For some, it might be hard to understand why losing a contest could illicit such loaded emotions, but I had never wanted anything more in my life. I trained relentlessly… for that moment. I ate, slept, and breathed for… that moment. Everything I did for an entire year was for… that moment. 

I honestly thought the crown was a part of my destiny. In my eyes, there was no plan B.

So when I placed 1st runner-up, I think I felt betrayed by God in a way. It was like—"God, you knew how much I wanted this… you knew how hard I worked for this… you know how much I prayed… this isn’t fair… this isn’t right... this isn’t how it was supposed to happen.”

I had literally played that moment over in my head a million times, and it never went that way.

"Is this even real life, God? Can we please just rewind time? Can I have a do-over?"

"Also, P.S. GOD –Are you finding some kind of pleasure in seeing me in pain?? Is this a game to you?? Because FYI, dude— it would have hurt a heck of a lot less if you hadn’t of let me get so close. I mean, seriously, Jesus.  I probably would have been over this quicker if you had spared me from even becoming a top 15 finalist. But instead? Oh, instead, you let me get as close as humanly possible to obtaining my dream — to rip it out from under me at the last second. But why????? Are you that cruel?”

"I’m sad. And I’m hurt. And I’m angry. And I don’t understand."

That’s where I was sitting emotionally many years ago. Maybe you’ve felt this way too? Different circumstances, but a similar wrestling match with God…  Maybe you feel betrayed by God right now? Maybe He hasn’t given you something that you feel you deserve? Or maybe it feels like He is withholding good things from you? Maybe you have asked Him for something in prayer over and over and over, and yet it seems as if absolutely nothing has happened. Maybe you’re angry because it feels like God didn’t come through for you in an area? Maybe you feel as if you got the raw end of the deal? 

Or maybe your story is more “Where were you God?” Maybe you don’t understand why God allowed something?  Maybe it wasn’t an opportunity you feel like He took from you, but a person? 

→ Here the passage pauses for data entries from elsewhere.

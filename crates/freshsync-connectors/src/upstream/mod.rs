//! Materialize upstream connector.
//!
//! Speaks the standard relational wire protocol via `tokio-postgres`.
//! Schema discovery, snapshots, and the differential subscription all
//! run over the text protocol with cursor-based fetching:
//!
//! ```text
//! SET CLUSTER = <serving>
//! SHOW COLUMNS FROM <view>                           -- schema capture
//! DECLARE c CURSOR FOR SELECT * FROM <view>          -- snapshot
//! DECLARE c CURSOR FOR SUBSCRIBE (SELECT * FROM <view>)
//!     WITH (PROGRESS = true, SNAPSHOT = true)        -- subscription
//! FETCH <n> c [WITH (timeout = '...')]
//! ```
//!
//! Subscription rows carry the `mz_timestamp`, `mz_progressed`,
//! `mz_diff` prefix columns ahead of the view's own columns.

mod config;

pub use config::UpstreamConfig;

use std::sync::Arc;

use async_trait::async_trait;
use tokio_postgres::error::SqlState;
use tokio_postgres::SimpleQueryMessage;
use tracing::{debug, info, warn};

use freshsync_core::error::SyncError;
use freshsync_core::event::RawRow;
use freshsync_core::source::{SubscribeOptions, UpstreamConnector};
use freshsync_core::value::{ColumnDef, ColumnType, ViewSchema};

const SNAPSHOT_CURSOR: &str = "freshsync_snap";
const SUBSCRIBE_CURSOR: &str = "freshsync_sub";

/// Splits a raw subscription row into the stream prefix and payload.
///
/// With progress enabled the prefix is
/// `(mz_timestamp, mz_progressed, mz_diff)`, otherwise
/// `(mz_timestamp, mz_diff)`.
///
/// # Errors
///
/// Returns a protocol error when the prefix is truncated or its cells
/// do not parse.
pub fn parse_stream_cells(
    cells: Vec<Option<String>>,
    with_progress: bool,
) -> Result<RawRow, SyncError> {
    let prefix = if with_progress { 3 } else { 2 };
    if cells.len() < prefix {
        return Err(SyncError::ColumnCountMismatch {
            got: cells.len(),
            want: prefix,
        });
    }

    let parse_ts = |cell: &Option<String>| -> Result<u64, SyncError> {
        let text = cell.as_deref().ok_or(SyncError::MissingTimestamp)?;
        text.parse().map_err(|_| SyncError::UnparseableColumn {
            column: "mz_timestamp".to_string(),
            value: text.to_string(),
            ty: "int".to_string(),
        })
    };

    let ts = parse_ts(&cells[0])?;
    let progressed = with_progress && cells[1].as_deref() == Some("t");
    if progressed {
        return Ok(RawRow::progress(ts));
    }

    let diff_index = if with_progress { 2 } else { 1 };
    let diff = match cells[diff_index].as_deref() {
        None => None,
        Some(text) => Some(text.parse::<i64>().map_err(|_| {
            SyncError::UnparseableColumn {
                column: "mz_diff".to_string(),
                value: text.to_string(),
                ty: "int".to_string(),
            }
        })?),
    };

    let payload: Vec<Option<String>> = cells.into_iter().skip(prefix).collect();
    Ok(RawRow {
        ts: Some(ts),
        diff,
        progress: false,
        cells: payload,
    })
}

/// Maps a driver error onto the sync error taxonomy.
fn map_pg_error(error: &tokio_postgres::Error, view: &str) -> SyncError {
    match error.code() {
        Some(code) if *code == SqlState::UNDEFINED_TABLE => {
            SyncError::ViewNotFound(view.to_string())
        }
        Some(code)
            if *code == SqlState::INVALID_PASSWORD
                || *code == SqlState::INVALID_AUTHORIZATION_SPECIFICATION =>
        {
            SyncError::AuthenticationFailed(error.to_string())
        }
        Some(code) if *code == SqlState::INVALID_CURSOR_NAME => SyncError::StreamEnded,
        _ if error.to_string().contains("unknown catalog item") => {
            SyncError::ViewNotFound(view.to_string())
        }
        _ => SyncError::NetworkUnavailable(error.to_string()),
    }
}

/// Upstream connector for one Materialize view.
pub struct MaterializeConnector {
    view: String,
    config: UpstreamConfig,
    client: Option<tokio_postgres::Client>,
    driver: Option<tokio::task::JoinHandle<()>>,
    with_progress: bool,
    in_transaction: bool,
}

impl MaterializeConnector {
    /// Creates a connector bound to one view.
    #[must_use]
    pub fn new(config: UpstreamConfig, view: impl Into<String>) -> Self {
        Self {
            view: view.into(),
            config,
            client: None,
            driver: None,
            with_progress: true,
            in_transaction: false,
        }
    }

    fn client(&self) -> Result<&tokio_postgres::Client, SyncError> {
        self.client
            .as_ref()
            .ok_or_else(|| SyncError::NetworkUnavailable("connector not open".to_string()))
    }

    async fn simple_query(
        &self,
        sql: &str,
    ) -> Result<Vec<SimpleQueryMessage>, SyncError> {
        let client = self.client()?;
        client
            .simple_query(sql)
            .await
            .map_err(|e| map_pg_error(&e, &self.view))
    }

    /// Rolls back any open cursor transaction, tolerating failure.
    async fn end_transaction(&mut self) {
        if self.in_transaction {
            if let Ok(client) = self.client() {
                let _ = client.simple_query("ROLLBACK").await;
            }
            self.in_transaction = false;
        }
    }

    async fn discover_schema(&self) -> Result<Arc<ViewSchema>, SyncError> {
        let messages = self
            .simple_query(&format!("SHOW COLUMNS FROM {}", self.view))
            .await?;

        let mut columns = Vec::new();
        for message in &messages {
            if let SimpleQueryMessage::Row(row) = message {
                // Output columns: name, nullable, type [, comment].
                let (mut name_idx, mut type_idx) = (0, 2);
                for (i, col) in row.columns().iter().enumerate() {
                    match col.name() {
                        "name" => name_idx = i,
                        "type" => type_idx = i,
                        _ => {}
                    }
                }
                let name = row.get(name_idx).unwrap_or_default().to_string();
                let ty = ColumnType::from_upstream(row.get(type_idx).unwrap_or_default());
                columns.push(ColumnDef::new(name, ty));
            }
        }
        if columns.is_empty() {
            return Err(SyncError::ViewNotFound(self.view.clone()));
        }
        Ok(Arc::new(ViewSchema::new(self.view.clone(), columns)))
    }

    fn rows_from_messages(messages: Vec<SimpleQueryMessage>) -> Vec<Vec<Option<String>>> {
        let mut rows = Vec::new();
        for message in messages {
            if let SimpleQueryMessage::Row(row) = message {
                rows.push(
                    (0..row.len())
                        .map(|i| row.get(i).map(str::to_string))
                        .collect(),
                );
            }
        }
        rows
    }
}

#[async_trait]
impl UpstreamConnector for MaterializeConnector {
    fn view(&self) -> &str {
        &self.view
    }

    async fn open(&mut self) -> Result<Arc<ViewSchema>, SyncError> {
        let _ = self.close().await;

        let pg = self.config.pg_config()?;
        let connect = pg.connect(tokio_postgres::NoTls);
        let (client, connection) =
            match tokio::time::timeout(self.config.connect_timeout, connect).await {
                Ok(Ok(pair)) => pair,
                Ok(Err(e)) => return Err(map_pg_error(&e, &self.view)),
                Err(_) => {
                    return Err(SyncError::NetworkUnavailable(format!(
                        "connect timed out after {:?}",
                        self.config.connect_timeout
                    )))
                }
            };

        // Drive the connection from its own task; dropping the handle
        // would sever the session.
        let view = self.view.clone();
        let driver = tokio::spawn(async move {
            if let Err(e) = connection.await {
                warn!(view = %view, error = %e, "upstream connection terminated");
            }
        });
        self.client = Some(client);
        self.driver = Some(driver);
        self.in_transaction = false;

        // Route queries to the serving cluster before anything else.
        self.simple_query(&format!("SET CLUSTER = {}", self.config.cluster))
            .await?;

        let schema = self.discover_schema().await?;
        info!(
            view = %self.view,
            columns = schema.len(),
            cluster = %self.config.cluster,
            "upstream connector open"
        );
        Ok(schema)
    }

    async fn begin_snapshot(&mut self) -> Result<(), SyncError> {
        self.end_transaction().await;
        self.simple_query("BEGIN").await?;
        self.in_transaction = true;
        self.simple_query(&format!(
            "DECLARE {SNAPSHOT_CURSOR} CURSOR FOR SELECT * FROM {}",
            self.view
        ))
        .await?;
        debug!(view = %self.view, "snapshot cursor open");
        Ok(())
    }

    async fn poll_snapshot(
        &mut self,
        max_rows: usize,
    ) -> Result<Option<Vec<RawRow>>, SyncError> {
        let messages = self
            .simple_query(&format!("FETCH {max_rows} {SNAPSHOT_CURSOR}"))
            .await?;
        let rows = Self::rows_from_messages(messages);
        if rows.is_empty() {
            self.end_transaction().await;
            return Ok(None);
        }
        Ok(Some(rows.into_iter().map(RawRow::snapshot).collect()))
    }

    async fn subscribe(&mut self, options: SubscribeOptions) -> Result<(), SyncError> {
        self.end_transaction().await;
        self.with_progress = options.with_progress;
        self.simple_query("BEGIN").await?;
        self.in_transaction = true;
        self.simple_query(&format!(
            "DECLARE {SUBSCRIBE_CURSOR} CURSOR FOR SUBSCRIBE (SELECT * FROM {}) \
             WITH (PROGRESS = {}, SNAPSHOT = {})",
            self.view, options.with_progress, options.emit_snapshot
        ))
        .await?;
        info!(
            view = %self.view,
            progress = options.with_progress,
            snapshot = options.emit_snapshot,
            "subscribed"
        );
        Ok(())
    }

    async fn poll_rows(&mut self, max_rows: usize) -> Result<Vec<RawRow>, SyncError> {
        let wait_ms = self.config.fetch_wait.as_millis();
        let messages = self
            .simple_query(&format!(
                "FETCH {max_rows} {SUBSCRIBE_CURSOR} WITH (timeout = '{wait_ms}ms')"
            ))
            .await?;
        Self::rows_from_messages(messages)
            .into_iter()
            .map(|cells| parse_stream_cells(cells, self.with_progress))
            .collect()
    }

    async fn close(&mut self) -> Result<(), SyncError> {
        self.end_transaction().await;
        self.client = None;
        if let Some(driver) = self.driver.take() {
            driver.abort();
        }
        Ok(())
    }
}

“Lord, why didn’t you come? You said that you loved me.  How could you allow this to happen? ...Lord, if you had done ____________ differently.  Lord, if you would have let me get that promotion. Lord, if you would have let that dating relationship work out. Lord, if you would have protected him. God, if only this… God, why that? …Where were you, God?"

 

Do you wrestle with God? Do you have a hard time believing Him? Are you angry about something? Are you hurting? 

 

If your answer is yes, then my next question is this— What are you going to do with that? –Because it’s real, right? Pain is real. Anger is real. Confusion is real. Doubt is real. 

 

Where is our hope in this when our circumstances feel so heavy? Is there purpose in our pain? Can we trust God? Is He even good?? Does He even love us?! 

 

These are all fair questions. So, if someone hasn’t already told you, your feelings are validated.  It’s OK to let yourself feel. It’s OK to let your heart ache. It’s OK to cry. It's OK to hurt. It's OK to wrestle with God. But, it’s not OK to internalize those painful experiences by receiving failure as a part of you or letting it define you. It’s also not OK to blame God.  Friend, there is risk in anything that we choose to invest. Whether you invest your heart, your money, your thoughts, or your time—there is risk. Investment means something matters to us. Investment means we care. So when something does not go as planned, these emotions are natural reactions. Why wouldn’t you feel hurt and disappointment? The question again now is, what do you do with your hurt? How should you think moving forward??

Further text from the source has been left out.